Val McDermid understands the tendency of police detectives to focus their tunnel vision on the first suspect they encounter, working thereafter to prove that suspect's guilt rather than continuing an open-minded investigation. She also recognizes the tendency of police officers to believe that everyone is entitled to a defense except the suspects they arrest, who are by definition guilty scum undeserving of a presumption of innocence. Paula's obnoxious DCI, who succumbs to both those tendencies, is the novel's most realistic character.
Point of view rotates through the cast of characters, including various victims of the serial killer. One of the more prominent characters is Carol's former love interest, Tony Hill, a psychologist who doubles as a profiler. Like most fictional profilers, Tony has analytical powers that border on the psychic. He is also a good friend of Paula, who is tedious in her insistence that she is soooo very compassionate and cares soooo much about victims, unlike all the people who make her soooo angry because they have soooo little compassion. Both Tony and Paula are obnoxiously self-aggrandizing.
Carol's personality is similar to Paula's except that she's even more ridiculously judgmental. Carol is tedious in her insistence that the police are always pure of heart and that criminals are always monsters. That's bad enough, but she's just as harsh when it comes to judging her friends. Sometimes there's value in making a protagonist disagreeable, but I found little value in reading about Carol, in part because much of her anger seems artificial, a contrivance that allows Carol to make deep and meaningful adjustments in her thinking before the novel is over, leaving her fans smiling because Carol once again becomes the justice-craving person her fans want her to be. It's just too obvious to be compelling drama, and in any event, she's still a shallow binary thinker at the novel's end.
McDermid's bad guys are consistent with Carol's binary view of the world. There is no nuance in McDermid's cartoonish depiction of purely evil villains. Her descriptions of the serial killer's formative years are both unimaginative and unconvincing.
Characters frequently interrupt the plot to talk about their failed romances or their relationship anxiety or to "listen to each other's pain." They're so busy being a support group for each other that it's amazing they have time to do any police work. The conversations are a dull drag on the novel's momentum.

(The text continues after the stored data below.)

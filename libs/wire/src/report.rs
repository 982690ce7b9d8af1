//! Server → client reports
//!
//! Fixed 53-byte header, then the error string, then the counterparty
//! owner. Clients read the header, then exactly
//! `err_str_len + counterparty_len` further bytes.
//!
//! ```text
//! offset size field
//! 0      1    report_type         0=execution, 1=error, 2=order_placed
//! 1      1    asset_type
//! 2      1    side
//! 3      8    timestamp           u64; seconds since epoch (ns for errors)
//! 11     8    quantity            u64
//! 19     8    price               f64 bits
//! 27     2    counterparty_len    u16
//! 29     4    err_str_len         u32
//! 33     4    ticker              NUL right-padded
//! 37     16   order id
//! 53     ..   err string, then counterparty owner
//! ```

use crate::WireError;
use types::ids::OrderId;
use types::order::{AssetType, Order, Side, Ticker};
use types::trade::TradeReport;

/// Length of the fixed report header
pub const REPORT_HEADER_LEN: usize = 1 + 1 + 1 + 8 + 8 + 8 + 2 + 4 + 4 + 16;

const NANOS_PER_SEC: i64 = 1_000_000_000;

/// Report discriminants
#[derive(Debug, Clone, Copy, PartialEq, Eq)]
pub enum ReportKind {
    Execution,
    Error,
    OrderPlaced,
}

impl ReportKind {
    pub fn wire_value(&self) -> u8 {
        match self {
            ReportKind::Execution => 0,
            ReportKind::Error => 1,
            ReportKind::OrderPlaced => 2,
        }
    }

    pub fn from_wire(value: u8) -> Option<Self> {
        match value {
            0 => Some(ReportKind::Execution),
            1 => Some(ReportKind::Error),
            2 => Some(ReportKind::OrderPlaced),
            _ => None,
        }
    }
}

/// A server → client report frame
#[derive(Debug, Clone, PartialEq)]
pub struct Report {
    pub kind: ReportKind,
    pub asset: AssetType,
    pub side: Side,
    pub timestamp: u64,
    pub quantity: u64,
    pub price: f64,
    pub ticker: Ticker,
    pub order_id: OrderId,
    pub err: String,
    pub counterparty: String,
}

impl Report {
    /// Execution report addressed to one party of a trade
    pub fn execution(trade: &TradeReport) -> Self {
        Self {
            kind: ReportKind::Execution,
            asset: trade.asset,
            side: trade.side,
            timestamp: (trade.executed_at / NANOS_PER_SEC).max(0) as u64,
            quantity: trade.quantity,
            price: trade.price.to_f64(),
            ticker: trade.ticker,
            order_id: trade.order_id,
            err: String::new(),
            counterparty: trade.counterparty.clone(),
        }
    }

    /// Placement acknowledgement carrying the server-assigned order id
    pub fn order_placed(order: &Order, timestamp_secs: u64) -> Self {
        Self {
            kind: ReportKind::OrderPlaced,
            asset: order.asset,
            side: order.side,
            timestamp: timestamp_secs,
            quantity: order.total_qty,
            price: order.limit_price,
            ticker: order.ticker,
            order_id: order.id,
            err: String::new(),
            counterparty: String::new(),
        }
    }

    /// Error report; error reports carry a ns-resolution timestamp
    pub fn rejection(message: &str, timestamp_ns: u64) -> Self {
        Self {
            kind: ReportKind::Error,
            asset: AssetType::Equities,
            side: Side::Buy,
            timestamp: timestamp_ns,
            quantity: 0,
            price: 0.0,
            ticker: Ticker::new(""),
            order_id: OrderId::from_bytes([0u8; 16]),
            err: message.to_string(),
            counterparty: String::new(),
        }
    }

    /// Serialize for the wire
    pub fn serialize(&self) -> Vec<u8> {
        let err = self.err.as_bytes();
        let counterparty = self.counterparty.as_bytes();
        let mut buf = vec![0u8; REPORT_HEADER_LEN + err.len() + counterparty.len()];

        buf[0] = self.kind.wire_value();
        buf[1] = self.asset.wire_value() as u8;
        buf[2] = self.side.wire_value();
        buf[3..11].copy_from_slice(&self.timestamp.to_be_bytes());
        buf[11..19].copy_from_slice(&self.quantity.to_be_bytes());
        buf[19..27].copy_from_slice(&self.price.to_bits().to_be_bytes());
        buf[27..29].copy_from_slice(&(counterparty.len() as u16).to_be_bytes());
        buf[29..33].copy_from_slice(&(err.len() as u32).to_be_bytes());
        buf[33..37].copy_from_slice(self.ticker.as_bytes());
        buf[37..53].copy_from_slice(self.order_id.as_bytes());

        buf[REPORT_HEADER_LEN..REPORT_HEADER_LEN + err.len()].copy_from_slice(err);
        buf[REPORT_HEADER_LEN + err.len()..].copy_from_slice(counterparty);
        buf
    }

    /// Variable-length byte count declared by a report header
    ///
    /// Lets a streaming reader size its second read after pulling the
    /// fixed header off the socket.
    pub fn body_len(header: &[u8]) -> Result<usize, WireError> {
        if header.len() < REPORT_HEADER_LEN {
            return Err(WireError::TooShortForHeader);
        }
        let counterparty_len = u16::from_be_bytes([header[27], header[28]]) as usize;
        let err_len = u32::from_be_bytes([header[29], header[30], header[31], header[32]]) as usize;
        Ok(err_len + counterparty_len)
    }

    /// Decode a full report frame
    pub fn parse(buf: &[u8]) -> Result<Report, WireError> {
        if buf.len() < REPORT_HEADER_LEN {
            return Err(WireError::TooShortForHeader);
        }

        let kind = ReportKind::from_wire(buf[0]).ok_or(WireError::InvalidFieldValue {
            field: "report_type",
            value: buf[0] as u16,
        })?;
        let asset = AssetType::from_wire(buf[1] as u16).ok_or(WireError::InvalidFieldValue {
            field: "asset_type",
            value: buf[1] as u16,
        })?;
        let side = Side::from_wire(buf[2]).ok_or(WireError::InvalidFieldValue {
            field: "side",
            value: buf[2] as u16,
        })?;

        let mut timestamp = [0u8; 8];
        timestamp.copy_from_slice(&buf[3..11]);
        let mut quantity = [0u8; 8];
        quantity.copy_from_slice(&buf[11..19]);
        let mut price_bits = [0u8; 8];
        price_bits.copy_from_slice(&buf[19..27]);

        let counterparty_len = u16::from_be_bytes([buf[27], buf[28]]) as usize;
        let err_len = u32::from_be_bytes([buf[29], buf[30], buf[31], buf[32]]) as usize;

        let mut ticker = [0u8; 4];
        ticker.copy_from_slice(&buf[33..37]);
        let mut id = [0u8; 16];
        id.copy_from_slice(&buf[37..53]);

        if buf.len() < REPORT_HEADER_LEN + err_len + counterparty_len {
            return Err(WireError::TooShortForBody);
        }
        let err = String::from_utf8_lossy(&buf[REPORT_HEADER_LEN..REPORT_HEADER_LEN + err_len]).into_owned();
        let counterparty = String::from_utf8_lossy(
            &buf[REPORT_HEADER_LEN + err_len..REPORT_HEADER_LEN + err_len + counterparty_len],
        )
        .into_owned();

        Ok(Report {
            kind,
            asset,
            side,
            timestamp: u64::from_be_bytes(timestamp),
            quantity: u64::from_be_bytes(quantity),
            price: f64::from_bits(u64::from_be_bytes(price_bits)),
            ticker: Ticker::from_wire(ticker),
            order_id: OrderId::from_bytes(id),
            err,
            counterparty,
        })
    }
}

#[cfg(test)]
mod tests {
    use super::*;
    use types::numeric::Price;
    use types::order::OrderType;

    fn sample_trade_report(counterparty: &str) -> TradeReport {
        TradeReport {
            owner: "alice".to_string(),
            counterparty: counterparty.to_string(),
            asset: AssetType::Equities,
            side: Side::Buy,
            ticker: Ticker::new("AAPL"),
            order_id: OrderId::new(),
            price: Price::from_u64(100),
            quantity: 25,
            executed_at: 1_700_000_000 * 1_000_000_000,
        }
    }

    #[test]
    fn test_execution_report_round_trip() {
        let report = Report::execution(&sample_trade_report("bob"));
        let parsed = Report::parse(&report.serialize()).unwrap();
        assert_eq!(parsed, report);
        assert_eq!(parsed.timestamp, 1_700_000_000);
        assert_eq!(parsed.counterparty, "bob");
        assert_eq!(parsed.err, "");
    }

    #[test]
    fn test_execution_report_empty_counterparty() {
        let report = Report::execution(&sample_trade_report(""));
        let parsed = Report::parse(&report.serialize()).unwrap();
        assert_eq!(parsed, report);
        assert_eq!(parsed.counterparty, "");
    }

    #[test]
    fn test_error_report_round_trip() {
        let report = Report::rejection("not enough liquidity", 42);
        let bytes = report.serialize();
        assert_eq!(bytes.len(), REPORT_HEADER_LEN + "not enough liquidity".len());

        let parsed = Report::parse(&bytes).unwrap();
        assert_eq!(parsed, report);
        assert_eq!(parsed.kind, ReportKind::Error);
        assert_eq!(parsed.err, "not enough liquidity");
    }

    #[test]
    fn test_order_placed_round_trip() {
        let order = Order::new(
            OrderId::new(),
            AssetType::Equities,
            OrderType::Limit,
            Ticker::new("GE"),
            Side::Sell,
            99.5,
            50,
            1,
            "carol".to_string(),
        );
        let report = Report::order_placed(&order, 1_700_000_123);
        let parsed = Report::parse(&report.serialize()).unwrap();
        assert_eq!(parsed, report);
        assert_eq!(parsed.kind, ReportKind::OrderPlaced);
        assert_eq!(parsed.order_id, order.id);
        assert_eq!(parsed.ticker.as_str(), "GE");
    }

    #[test]
    fn test_body_len_matches_serialized_tail() {
        let report = Report::execution(&sample_trade_report("bob"));
        let bytes = report.serialize();
        let body_len = Report::body_len(&bytes[..REPORT_HEADER_LEN]).unwrap();
        assert_eq!(REPORT_HEADER_LEN + body_len, bytes.len());
    }

    #[test]
    fn test_parse_truncated_header() {
        let report = Report::rejection("oops", 1);
        let bytes = report.serialize();
        assert_eq!(Report::parse(&bytes[..20]), Err(WireError::TooShortForHeader));
    }

    #[test]
    fn test_parse_truncated_strings() {
        let report = Report::execution(&sample_trade_report("bob"));
        let bytes = report.serialize();
        assert_eq!(
            Report::parse(&bytes[..bytes.len() - 1]),
            Err(WireError::TooShortForBody)
        );
    }
}
//! Unique identifier types for exchange entities
//!
//! Order ids use UUID v7 for time-sortable ordering: within a single
//! engine tick they break FIFO ties in the order the ids were minted.

use serde::{Deserialize, Serialize};
use std::fmt;
use uuid::Uuid;

/// Unique identifier for an order
///
/// A 16-byte opaque value on the wire. UUID v7 keeps ids sortable by
/// creation time, which is what level FIFO tie-breaking relies on.
#[derive(Debug, Clone, Copy, PartialEq, Eq, PartialOrd, Ord, Hash, Serialize, Deserialize)]
#[serde(transparent)]
pub struct OrderId(Uuid);

impl OrderId {
    /// Mint a new OrderId with the current timestamp
    pub fn new() -> Self {
        Self(Uuid::now_v7())
    }

    /// Reconstruct an id from its 16 raw wire bytes
    pub fn from_bytes(bytes: [u8; 16]) -> Self {
        Self(Uuid::from_bytes(bytes))
    }

    /// The 16 raw bytes carried on the wire
    pub fn as_bytes(&self) -> &[u8; 16] {
        self.0.as_bytes()
    }

    /// Get inner UUID
    pub fn as_uuid(&self) -> &Uuid {
        &self.0
    }
}

impl Default for OrderId {
    fn default() -> Self {
        Self::new()
    }
}

impl fmt::Display for OrderId {
    fn fmt(&self, f: &mut fmt::Formatter<'_>) -> fmt::Result {
        write!(f, "{}", self.0)
    }
}
//! Ask (sell-side) levels
//!
//! Sell levels keyed by price in a `BTreeMap`; the best ask is the
//! lowest key, so `next()` is top of book.

use std::collections::BTreeMap;
use types::ids::OrderId;
use types::numeric::Price;
use types::order::Order;

use super::price_level::PriceLevel;

#[derive(Debug, Clone, Default)]
pub struct AskBook {
    levels: BTreeMap<Price, PriceLevel>,
}

impl AskBook {
    pub fn new() -> Self {
        Self {
            levels: BTreeMap::new(),
        }
    }

    /// Rest an order at its price level, creating the level if absent
    pub fn insert(&mut self, price: Price, order: Order) {
        self.levels.entry(price).or_default().push(order);
    }

    /// The best (lowest) ask price
    pub fn best_price(&self) -> Option<Price> {
        self.levels.keys().next().copied()
    }

    /// Mutable access to the best ask level
    pub fn best_level_mut(&mut self) -> Option<(Price, &mut PriceLevel)> {
        self.levels.iter_mut().next().map(|(price, level)| (*price, level))
    }

    /// Drop a level outright; used once a level is empty
    pub fn remove_level(&mut self, price: &Price) {
        self.levels.remove(price);
    }

    /// Detach one order, dropping its level if it empties
    pub fn remove_order(&mut self, order_id: &OrderId, price: Price) -> Option<Order> {
        let level = self.levels.get_mut(&price)?;
        let order = level.remove(order_id)?;
        if level.is_empty() {
            self.levels.remove(&price);
        }
        Some(order)
    }

    pub fn is_empty(&self) -> bool {
        self.levels.is_empty()
    }

    pub fn level_count(&self) -> usize {
        self.levels.len()
    }

    /// Levels best-first (price ascending)
    pub fn levels(&self) -> impl Iterator<Item = (Price, &PriceLevel)> {
        self.levels.iter().map(|(price, level)| (*price, level))
    }
}

#[cfg(test)]
mod tests {
    use super::*;
    use types::order::{AssetType, OrderType, Side, Ticker};

    fn order(qty: u64) -> Order {
        Order::new(
            OrderId::new(),
            AssetType::Equities,
            OrderType::Limit,
            Ticker::new("AAPL"),
            Side::Sell,
            100.0,
            qty,
            1,
            "bob".to_string(),
        )
    }

    #[test]
    fn test_ask_book_best_is_lowest() {
        let mut book = AskBook::new();
        book.insert(Price::from_u64(101), order(10));
        book.insert(Price::from_u64(99), order(20));
        book.insert(Price::from_u64(100), order(30));

        assert_eq!(book.best_price(), Some(Price::from_u64(99)));
        let (price, level) = book.best_level_mut().unwrap();
        assert_eq!(price, Price::from_u64(99));
        assert_eq!(level.resting_quantity(), 20);
    }

    #[test]
    fn test_ask_book_levels_ascending() {
        let mut book = AskBook::new();
        book.insert(Price::from_u64(101), order(10));
        book.insert(Price::from_u64(99), order(20));
        book.insert(Price::from_u64(100), order(30));

        let prices: Vec<Price> = book.levels().map(|(p, _)| p).collect();
        assert_eq!(
            prices,
            vec![Price::from_u64(99), Price::from_u64(100), Price::from_u64(101)]
        );
    }

    #[test]
    fn test_ask_book_remove_order_drops_empty_level() {
        let mut book = AskBook::new();
        let resting = order(10);
        let id = resting.id;
        book.insert(Price::from_u64(101), resting);

        assert!(book.remove_order(&id, Price::from_u64(101)).is_some());
        assert!(book.is_empty());
    }
}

The plot hinges on too many unlikely coincidences. Coincidences happen all the time so I'm willing to give writers the benefit of their use, but when they start to pile up, the plot loses its credibility. The ending is much too tidy, and the novel loses credibility points there, as well. Still, the story moves quickly and McDermid's unblemished prose style is easy to read. The novel held my attention despite its unlikable characters and unconvincing plot. Series fans will no doubt like Cross and Burn more than I did.